Light perception modification

Plant growth and reproduction can be modified by changing light perception. By over- or down-expressing light receptors, it is possible to modify some characters specifically regulated by phytochromes, such as plant development, circadian rhythms, apical dominance, blossom, growth and fruit ripening, photosynthesis products partitioning, development of photosynthetic systems, transpiration control and hormone synthesis (Vince-Prue and Canham 1983; Tucker 1976; Muleo and Thomas 1993; Muleo and Thomas 1997). Several phytochromes are present in the plants, e.g. in Arabidopsis, five phytochromelike coding regions (A–E) have been identified (Sharrock and Quail 1989; Clark et al. 1994), and in tomato there is evidence that more than five are present (Hauser et al. 1995). Since phytochrome genes share considerable sequence homology, the isolation of a large number of gene fragments and cDNAs is rather easy (Robson and Smith 1997). Research using reporter genes with region promoters of phyA and phyB revealed that both promoters are expressed in most tissues except in pollen in which only phyB is expressed. In addition both endogenous and transgenic phytochromes are produced and are exposed to many of the same degradative and signalling mechanisms (Robson and Smith 1997).

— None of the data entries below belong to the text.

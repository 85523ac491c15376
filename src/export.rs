//! Transcript export
//!
//! Writes a loaded transcript to a markdown file named after the video.

use chrono::Local;
use std::fs;
use std::path::{Path, PathBuf};
use tracing::info;

/// Longest title slug used in a file name
const MAX_SLUG_CHARS: usize = 60;

#[derive(Debug, thiserror::Error)]
pub(crate) enum ExportError {
    #[error("No transcript to export")]
    NoTranscript,

    #[error("No Documents directory to export into; pass one with --export DIR")]
    NoExportDir,

    #[error("Could not write {}", path.display())]
    Io {
        path: PathBuf,
        #[source]
        source: std::io::Error,
    },
}

/// `Documents/vidscript/transcripts`, if the platform has a Documents folder
pub(crate) fn default_export_dir() -> Option<PathBuf> {
    dirs::document_dir().map(|d| d.join("vidscript").join("transcripts"))
}

/// Write `# {title}` and the transcript into `dir` (or the default directory).
///
/// Returns the path of the new file.
pub(crate) fn write_markdown(
    dir: Option<&Path>,
    title: &str,
    transcript: &str,
) -> Result<PathBuf, ExportError> {
    let dir = match dir {
        Some(dir) => dir.to_path_buf(),
        None => default_export_dir().ok_or(ExportError::NoExportDir)?,
    };
    fs::create_dir_all(&dir).map_err(|source| ExportError::Io {
        path: dir.clone(),
        source,
    })?;

    let timestamp = Local::now().format("%Y-%m-%d-%H-%M-%S").to_string();
    let path = dir.join(file_name(title, &timestamp));
    fs::write(&path, format!("# {}\n\n{}\n", title, transcript)).map_err(|source| {
        ExportError::Io {
            path: path.clone(),
            source,
        }
    })?;

    info!(path = %path.display(), "Exported transcript");
    Ok(path)
}

fn file_name(title: &str, timestamp: &str) -> String {
    let slug = slug(title);
    let stem = if slug.is_empty() { "transcript" } else { &slug };
    format!("{}-{}.md", stem, timestamp)
}

/// Lowercase alphanumeric runs joined by single dashes
fn slug(title: &str) -> String {
    let words: Vec<String> = title
        .split(|c: char| !c.is_alphanumeric())
        .filter(|word| !word.is_empty())
        .map(str::to_lowercase)
        .collect();
    let slug = words.join("-");
    match slug.char_indices().nth(MAX_SLUG_CHARS) {
        Some((end, _)) => slug[..end].trim_end_matches('-').to_string(),
        None => slug,
    }
}

#[cfg(test)]
mod tests {
    use super::*;

    #[test]
    fn test_default_export_dir() {
        if let Some(path) = default_export_dir() {
            assert!(path.ends_with("vidscript/transcripts"));
        }
    }

    #[test]
    fn test_file_name_from_title() {
        assert_eq!(
            file_name("Rust in 100 Seconds!", "2024-01-02-03-04-05"),
            "rust-in-100-seconds-2024-01-02-03-04-05.md"
        );
        assert_eq!(file_name("  ?? ", "ts"), "transcript-ts.md");
        assert_eq!(file_name("Café / Über", "ts"), "café-über-ts.md");
    }

    #[test]
    fn test_long_title_is_shortened() {
        let title = "word ".repeat(40);
        let slug = slug(&title);
        assert!(slug.chars().count() <= MAX_SLUG_CHARS);
        assert!(!slug.ends_with('-'));
    }

    #[test]
    fn test_write_markdown_creates_nested_dir() {
        let tmp = tempfile::tempdir().unwrap();
        let dir = tmp.path().join("a").join("b");

        let path = write_markdown(Some(&dir), "Demo", "Hello world").unwrap();

        assert!(path.starts_with(&dir));
        let name = path.file_name().unwrap().to_string_lossy().into_owned();
        assert!(name.starts_with("demo-") && name.ends_with(".md"));
        assert_eq!(fs::read_to_string(&path).unwrap(), "# Demo\n\nHello world\n");
    }

    #[test]
    fn test_unwritable_dir_reports_path() {
        let tmp = tempfile::tempdir().unwrap();
        let blocker = tmp.path().join("file");
        fs::write(&blocker, "").unwrap();

        let err = write_markdown(Some(&blocker.join("sub")), "Demo", "x").unwrap_err();
        assert!(matches!(err, ExportError::Io { ref path, .. } if path.ends_with("sub")));
    }
}
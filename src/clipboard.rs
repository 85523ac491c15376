//! Clipboard access
//!
//! Handles copying transcripts to the system clipboard.
//!
//! On Linux the clipboard has no central store: contents live only as long as
//! the process that owns them. Each copy therefore runs on an owner thread that
//! serves the text until another application (or a later copy) takes over.

use arboard::Clipboard;
use async_trait::async_trait;
use tracing::info;

#[cfg(target_os = "linux")]
use {
    arboard::SetExtLinux,
    std::sync::Mutex,
    std::thread::JoinHandle,
    tokio::sync::oneshot,
    tracing::{debug, warn},
};

/// Destination for copied transcript text
#[async_trait]
pub(crate) trait ClipboardSink: Send + Sync {
    async fn write_text(&self, text: String) -> anyhow::Result<()>;
}

/// System clipboard via arboard
#[derive(Default)]
pub(crate) struct SystemClipboard {
    #[cfg(target_os = "linux")]
    owners: Mutex<Vec<JoinHandle<()>>>,
}

impl SystemClipboard {
    pub(crate) fn new() -> Self {
        Self::default()
    }

    /// Wait until text copied by this process has been replaced on the clipboard.
    ///
    /// Returns at once if nothing was copied, or on platforms where the
    /// clipboard outlives its owner.
    pub(crate) async fn hold_until_replaced(&self) {
        #[cfg(target_os = "linux")]
        {
            let owners: Vec<JoinHandle<()>> = match self.owners.lock() {
                Ok(mut owners) => owners.drain(..).collect(),
                Err(poisoned) => poisoned.into_inner().drain(..).collect(),
            };
            if owners.iter().all(|owner| owner.is_finished()) {
                return;
            }

            eprintln!("Keeping the transcript on the clipboard until something else is copied.");
            let joined = tokio::task::spawn_blocking(move || {
                for owner in owners {
                    let _ = owner.join();
                }
            })
            .await;
            if let Err(e) = joined {
                warn!("Clipboard owner thread failed: {}", e);
            }
        }
    }
}

#[cfg(target_os = "linux")]
#[async_trait]
impl ClipboardSink for SystemClipboard {
    async fn write_text(&self, text: String) -> anyhow::Result<()> {
        let (ready_tx, ready_rx) = oneshot::channel();
        let owner = std::thread::Builder::new()
            .name("clipboard-owner".into())
            .spawn(move || {
                let mut clipboard = match Clipboard::new() {
                    Ok(clipboard) => clipboard,
                    Err(e) => {
                        let _ = ready_tx.send(Err(e));
                        return;
                    }
                };
                let _ = ready_tx.send(Ok(text.len()));
                // Blocks while this process owns the selection
                if let Err(e) = clipboard.set().wait().text(text) {
                    warn!("Failed to serve clipboard contents: {}", e);
                }
                debug!("Clipboard ownership released");
            })?;

        let chars = ready_rx.await??;
        info!("Transcript copied to clipboard ({} chars)", chars);

        let mut owners = match self.owners.lock() {
            Ok(owners) => owners,
            Err(poisoned) => poisoned.into_inner(),
        };
        owners.retain(|owner| !owner.is_finished());
        owners.push(owner);
        Ok(())
    }
}

#[cfg(not(target_os = "linux"))]
#[async_trait]
impl ClipboardSink for SystemClipboard {
    async fn write_text(&self, text: String) -> anyhow::Result<()> {
        // arboard is blocking and may talk to the display server
        tokio::task::spawn_blocking(move || -> anyhow::Result<()> {
            let mut clipboard = Clipboard::new()?;
            clipboard.set_text(text.as_str())?;
            info!("Transcript copied to clipboard ({} chars)", text.len());
            Ok(())
        })
        .await?
    }
}
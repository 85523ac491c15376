use std::time::Duration;
use thiserror::Error;

/// Application-level errors
#[derive(Debug, Error)]
pub enum AppError {
    #[error("Configuration error: {0}")]
    Config(String),
}

/// Transcript service errors
#[derive(Debug, Error)]
pub enum FetchError {
    #[error("Network error: {0}")]
    Network(#[from] reqwest::Error),

    #[error("Invalid response from server: {0}")]
    InvalidResponse(String),

    #[error("Failed to fetch transcript (status {status})")]
    ServerError { status: u16 },

    #[error("Request timed out after {0:?}")]
    Timeout(Duration),
}

/// Errors surfaced by the transcript session controller
#[derive(Debug, Error)]
pub enum SessionError {
    #[error("No YouTube video found on this page.")]
    NoVideoFound,

    #[error("Error: {0}")]
    TranscriptFetchFailed(#[from] FetchError),

    #[error("Failed to write transcript to clipboard: {0}")]
    ClipboardWriteFailed(String),
}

Phys from several herbaceous plants have been isolated (Robson and Smith, 1997) and recently also from fruit crops (Muleo, pers. comm.) and the expression of transgenes of both phyA and phyB affects a number of responses in both monocotyledonous and dicotyledonous species. The major function of phys in mature plants is the regulation of the ‘shade avoidance syndrome’. The consequence of this phenomenon is that the resources are channelled towards extension growth of stems and petioles to the detriment of storage and reproductive organs. Reduction of shade avoidance syndrome could be a big advantage particularly in a monoculture, including modern orchards in which the plants are placed very close and susceptible to shade each other with high competition for light. PhyA seems to be a major candidate for reducing the response to shade by constitutive expression in plants. Transgenic herbaceous plants over-expressing phyA show short internode, resulting in decrease of stem elongation, reduction of petiole length, increased chlorophyll content, delayed leaf senescence and decrease of apical dominance (Cherry et al. 1991b).

Studies on fruit crops such as cherry rootstock ‘Colt’ and Citrus sp. (Gentile, pers. com.) over-expressing rice phyA are under way. in vitro growing shoots of the cherry rootstock ‘Colt’ over-expressing phyA of rice have demonstrated a reduction of apical dominance with red and far-red light treatments (Muleo and Iacona 1998). This indicates that the excess of red and far-red light, generated in orchards with high-density planting, could modify the distribution of the photosynthesis assimilates among the vegetative growing organs.